En la ruta electoral hacia el 2026, la precampaña presidencial luce desbordada antes de su inicio formal, en tanto el Gobierno, lejos de ser garantía de transparencia, trasluce un inquietante rastro de opacidad. Para ser precisos, el festín de contratos que firmó en las horas previas a la entrada en vigor de la Ley de Garantías Electorales, el pasado día 8, fue calificado por la Contraloría como un “comportamiento atípico y altamente concentrado”.

En el primer caso, la Misión de Observación Electoral (MOE) advierte sobre anomalías por propaganda extemporánea, pagos sin reporte y el módulo Cuentas Claras aún sin habilitar. Sin esa crucial herramienta del Consejo Nacional Electoral (CNE), que supervisa ingresos y gastos, no hay cómo ejercer vigilancia real o exigir rendición de cuentas, pese a que el país participa ya de masivos eventos de campaña. ¿Alguien sabe quién está pagando por ellos?

Hasta ahora se conoce que 42 precandidaturas gastaron casi $800 millones en publicidad digital entre marzo y octubre de este año, sin que existan reportes oficiales. Si ni siquiera es viable consultar la financiación de los precandidatos, ¿cómo se garantizará la transparencia del proceso? Ese primer eslabón de la cadena de legitimidad electoral, hoy, está fracturado.

En EL HERALDO, la MOE lo resumió con crudeza: no se sabe si los aspirantes desconocen la ley, la infringen deliberadamente o han decidido aprovecharse del vacío de información institucional. Por eso, la pregunta que formula su directora, Alejandra Barrios, es certera: “Si alguien no cumple las reglas en campaña, ¿qué podemos esperar cuando tenga poder?”

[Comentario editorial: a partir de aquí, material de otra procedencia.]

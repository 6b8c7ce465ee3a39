// src/error.rs

use thiserror::Error;

/// Core error types for Quarry
#[derive(Error, Debug)]
pub enum Error {
    /// I/O errors
    #[error("I/O error: {0}")]
    Io(#[from] std::io::Error),

    /// Malformed config or index document
    #[error("Invalid JSON document: {0}")]
    Config(#[from] serde_json::Error),

    /// Transport-level download failure
    #[error("Download failed: {0}")]
    Download(String),

    /// No backend registered for the requested kind
    #[error("No backend registered for kind '{0}'")]
    UnknownBackend(String),

    /// Fresh artifact digest disagrees with the expected checksum
    #[error(
        "Checksum mismatch for {artifact}:\n  expected {expected}\n  actual   {actual}\n\
         Update the repository to refresh its metadata, or disable checksum \
         verification to force the download."
    )]
    ChecksumMismatch {
        artifact: String,
        expected: String,
        actual: String,
    },

    /// Mirrored repository declares a format newer than this build supports
    #[error(
        "Repository '{repository}' uses format version {declared} but this build \
         supports at most {supported}. Upgrade quarry to use this repository."
    )]
    IncompatibleVersion {
        repository: String,
        declared: semver::Version,
        supported: semver::Version,
    },

    /// The precedence graph contains a cycle
    #[error("Cyclic precedence between repositories: {0}")]
    CyclicPrecedence(String),

    /// A multi-repository update finished with failures
    #[error(
        "Update failed for: {}; skipped (dependent on a failed repository): {}",
        .failed.join(", "),
        .skipped.join(", ")
    )]
    SyncFailed {
        failed: Vec<String>,
        skipped: Vec<String>,
    },
}

impl Error {
    /// Whether the top-level caller should treat this error as unrecoverable.
    ///
    /// Continuing past any of these would silently use untrusted or
    /// unreadable data, so the binary prints the message and exits. The
    /// library itself never terminates the process.
    pub fn is_fatal(&self) -> bool {
        matches!(
            self,
            Error::UnknownBackend(_)
                | Error::ChecksumMismatch { .. }
                | Error::IncompatibleVersion { .. }
        )
    }
}

/// Result type alias using Quarry's Error type
pub type Result<T> = std::result::Result<T, Error>;
/*!
    Error types for the y4m crate family.
*/

use thiserror::Error;

/**
    Error type for the y4m crate family.

    End of stream and cancellation are not errors. They travel as
    [`StreamSignal`](crate::StreamSignal) values.
*/
#[derive(Debug, Error)]
pub enum Error {
    /// The input could not be used as a stream at all (empty path, wrong extension).
    #[error("invalid input: {0}")]
    InvalidInput(String),

    /// The stream ended before the signature or header line was complete.
    #[error("truncated header: need {needed} bytes, have {have}")]
    TruncatedHeader { needed: usize, have: usize },

    /// The first bytes of the stream are not the Y4M signature.
    #[error("signature mismatch: expected YUV4MPEG2, got {got:?}")]
    SignatureMismatch { got: String },

    /// A header token carried a value that is not a positive integer.
    #[error("malformed header field {token:?}")]
    MalformedHeaderField { token: String },

    /// The header declares a colour space other than planar 4:2:0.
    #[error("unsupported color format {token:?}, only 8-bit 4:2:0 is supported")]
    UnsupportedColorFormat { token: String },

    /// Width or height is missing, odd, or too large to address.
    #[error("invalid frame dimensions {width}x{height}")]
    InvalidDimensions { width: u32, height: u32 },

    /// A frame record did not start with the `FRAME` marker.
    #[error("frame marker missing, got {line:?}")]
    FrameMarkerMissing { line: String },

    /// The stream ended in the middle of a frame payload.
    #[error("truncated frame: expected {expected} bytes, read {actual}")]
    TruncatedFrame { expected: usize, actual: usize },

    /// The frame buffer length disagrees with the plane boundaries.
    #[error("frame length ({actual}) does not match expected ({expected})")]
    FrameSizeMismatch { expected: usize, actual: usize },

    /// Pacing was requested at a frame rate of zero.
    #[error("invalid frame rate {0}, must be greater than zero")]
    InvalidFrameRate(u32),

    /// Underlying I/O failure other than a short read.
    #[error("I/O error: {0}")]
    Io(#[from] std::io::Error),

    /// The reader already failed and cannot be used again.
    #[error("reader is poisoned by an earlier error")]
    Poisoned,
}

impl Error {
    /**
        Create an invalid input error with the given message.
    */
    pub fn invalid_input(message: impl Into<String>) -> Self {
        Self::InvalidInput(message.into())
    }

    /**
        Returns true if the stream ran out of bytes mid-structure.
    */
    pub fn is_truncation(&self) -> bool {
        matches!(
            self,
            Self::TruncatedHeader { .. } | Self::TruncatedFrame { .. }
        )
    }
}

/**
    Result type alias for the y4m crate family.
*/
pub type Result<T> = std::result::Result<T, Error>;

Puestos o dispuestos a saltarse las normas preelectorales, este Gobierno mostró ya de lo que es capaz. Ministros e incluso el presidente Petro han dado indicios de su flexibilidad para brincarse la restricción general de participación en política sin ningún pudor, lo que abre la puerta para que alcaldes y gobernadores hagan lo mismo y se “encampañen”, con lo cual el país corre el riesgo de entrar en un proceso electoral contaminado desde el origen por la capacidad de movilización de funcionarios administrativos con poder territorial y una chequera activa.

El uso de dinero público para aceitar maquinaria electoral es un viejo fantasma que siempre reaparece. La avalancha de contratos por $9 billones firmados antes del comienzo de las restricciones de la Ley de Garantías Electorales, según la Contraloría General, es elocuente. Solo el 7 de noviembre, en cuestión de horas, el Gobierno comprometió $6,1 billones, una cifra que casi triplica el promedio mensual de la contratación estatal en 2025. Inicialmente, el organismo de control habla de posibles fallas en la planificación de las entidades oficiales.

Aunque ante esta danza de los billones, la oposición denuncia presuntas irregularidades por la firma de convenios interadministrativos con organizaciones que fungirían de operadores electorales de facto, a favor del Pacto Histórico; la Contraloría anticipa que ampliará el seguimiento a contratos recientes para prevenir usos indebidos en logística, eventos y suministros, en aras de total transparencia; mientras los ciudadanos tenemos derecho —y obligación— de sospechar. De hecho, cabe esperar que el control político actúe con firmeza.

Más allá de excusas o victimismos, la democracia se sostiene sobre la desconfianza activa hacia el poder. No como prejuicio, sino como mecanismo de control. Exigir reglas claras no es obstaculizar la elección, más bien es garantía de legitimidad y confianza. Procuraduría, Contraloría, Fiscalía y Defensoría deben rodear a la Registraduría. En un contexto de tanta incertidumbre y opacidad financiera, no basta con confiar; se hace necesario verificar cada acto. Precandidatos, campañas y el mismo Gobierno deberían ser los primeros interesados en abrazar la claridad e integridad del curso electoral, en vez de tener que dar explicaciones.

Sobre todo por otra perla que no se puede desdeñar: la violencia política. La MOE registró, entre marzo y septiembre, 222 ataques contra liderazgos sociales, comunales y, en especial, políticos. Estos últimos aumentaron 33 % frente a igual período de 2021. ¿Qué duda cabe de que el accionar de las estructuras armadas ilegales por atentados, restricciones, censura o constreñimiento coarta la libre participación política y convierte el derecho a elegir y ser elegido en ciertos territorios en un acto de supervivencia? Sin articulación entre la política de seguridad, la de paz y la estrategia electoral, el andamiaje democrático perderá solidez.